*Information shown*.
▬▬▬▬▬▬

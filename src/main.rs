//! Chase Game Server - Authoritative multiplayer game server
//!
//! This is the main entry point for the game server. It handles:
//! - WebSocket connections for real-time gameplay
//! - Room lifecycle: lobby, countdown, round simulation
//! - A health endpoint for deployment probes

mod app;
mod config;
mod game;
mod http;
mod util;
mod ws;

use std::net::SocketAddr;

use tokio::net::TcpListener;
use tracing::info;
use tracing_subscriber::{layer::SubscriberExt, util::SubscriberInitExt};

use crate::app::AppState;
use crate::config::Config;
use crate::http::build_router;
use crate::util::time::init_server_time;

#[tokio::main]
async fn main() -> anyhow::Result<()> {
    // Load environment variables
    dotenvy::dotenv().ok();

    // Load configuration
    let config = Config::from_env()?;

    // Initialize tracing
    init_tracing(&config.log_level);

    // Initialize server time tracking
    init_server_time();

    info!("Starting Chase Game Server");
    info!("Server address: {}", config.server_addr);

    // Create application state
    let state = AppState::new(config.clone());

    // Build router
    let router = build_router(state);

    // Start server
    let addr: SocketAddr = config.server_addr;
    let listener = TcpListener::bind(addr).await?;

    info!("Server listening on {}", addr);
    info!("Health check: http://{}/health", addr);
    info!("WebSocket endpoint: ws://{}/ws", addr);

    axum::serve(listener, router)
        .with_graceful_shutdown(shutdown_signal())
        .await?;

    info!("Server shutdown complete");
    Ok(())
}

/// Initialize tracing/logging
fn init_tracing(log_level: &str) {
    let env_filter = tracing_subscriber::EnvFilter::try_from_default_env()
        .unwrap_or_else(|_| tracing_subscriber::EnvFilter::new(log_level));

    tracing_subscriber::registry()
        .with(env_filter)
        .with(tracing_subscriber::fmt::layer().with_target(true))
        .init();
}

/// Graceful shutdown signal handler
async fn shutdown_signal() {
    let ctrl_c = async {
        tokio::signal::ctrl_c()
            .await
            .expect("Failed to install Ctrl+C handler");
    };

    #[cfg(unix)]
    let terminate = async {
        tokio::signal::unix::signal(tokio::signal::unix::SignalKind::terminate())
            .expect("Failed to install signal handler")
            .recv()
            .await;
    };

    #[cfg(not(unix))]
    let terminate = std::future::pending::<()>();

    tokio::select! {
        _ = ctrl_c => {
            info!("Received Ctrl+C, starting graceful shutdown");
        }
        _ = terminate => {
            info!("Received terminate signal, starting graceful shutdown");
        }
    }
}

▬▬▬▬▬▬

*What is being asked*. Give back exactly what runs from the first line of the listing above to the line that contains "Create application state", keeping both end lines.

*Finished task*.
filename src/main.rs
//! Chase Game Server - Authoritative multiplayer game server
//!
//! This is the main entry point for the game server. It handles:
//! - WebSocket connections for real-time gameplay
//! - Room lifecycle: lobby, countdown, round simulation
//! - A health endpoint for deployment probes

mod app;
mod config;
mod game;
mod http;
mod util;
mod ws;

use std::net::SocketAddr;

use tokio::net::TcpListener;
use tracing::info;
use tracing_subscriber::{layer::SubscriberExt, util::SubscriberInitExt};

use crate::app::AppState;
use crate::config::Config;
use crate::http::build_router;
use crate::util::time::init_server_time;

#[tokio::main]
async fn main() -> anyhow::Result<()> {
    // Load environment variables
    dotenvy::dotenv().ok();

    // Load configuration
    let config = Config::from_env()?;

    // Initialize tracing
    init_tracing(&config.log_level);

    // Initialize server time tracking
    init_server_time();

    info!("Starting Chase Game Server");
    info!("Server address: {}", config.server_addr);

    // Create application state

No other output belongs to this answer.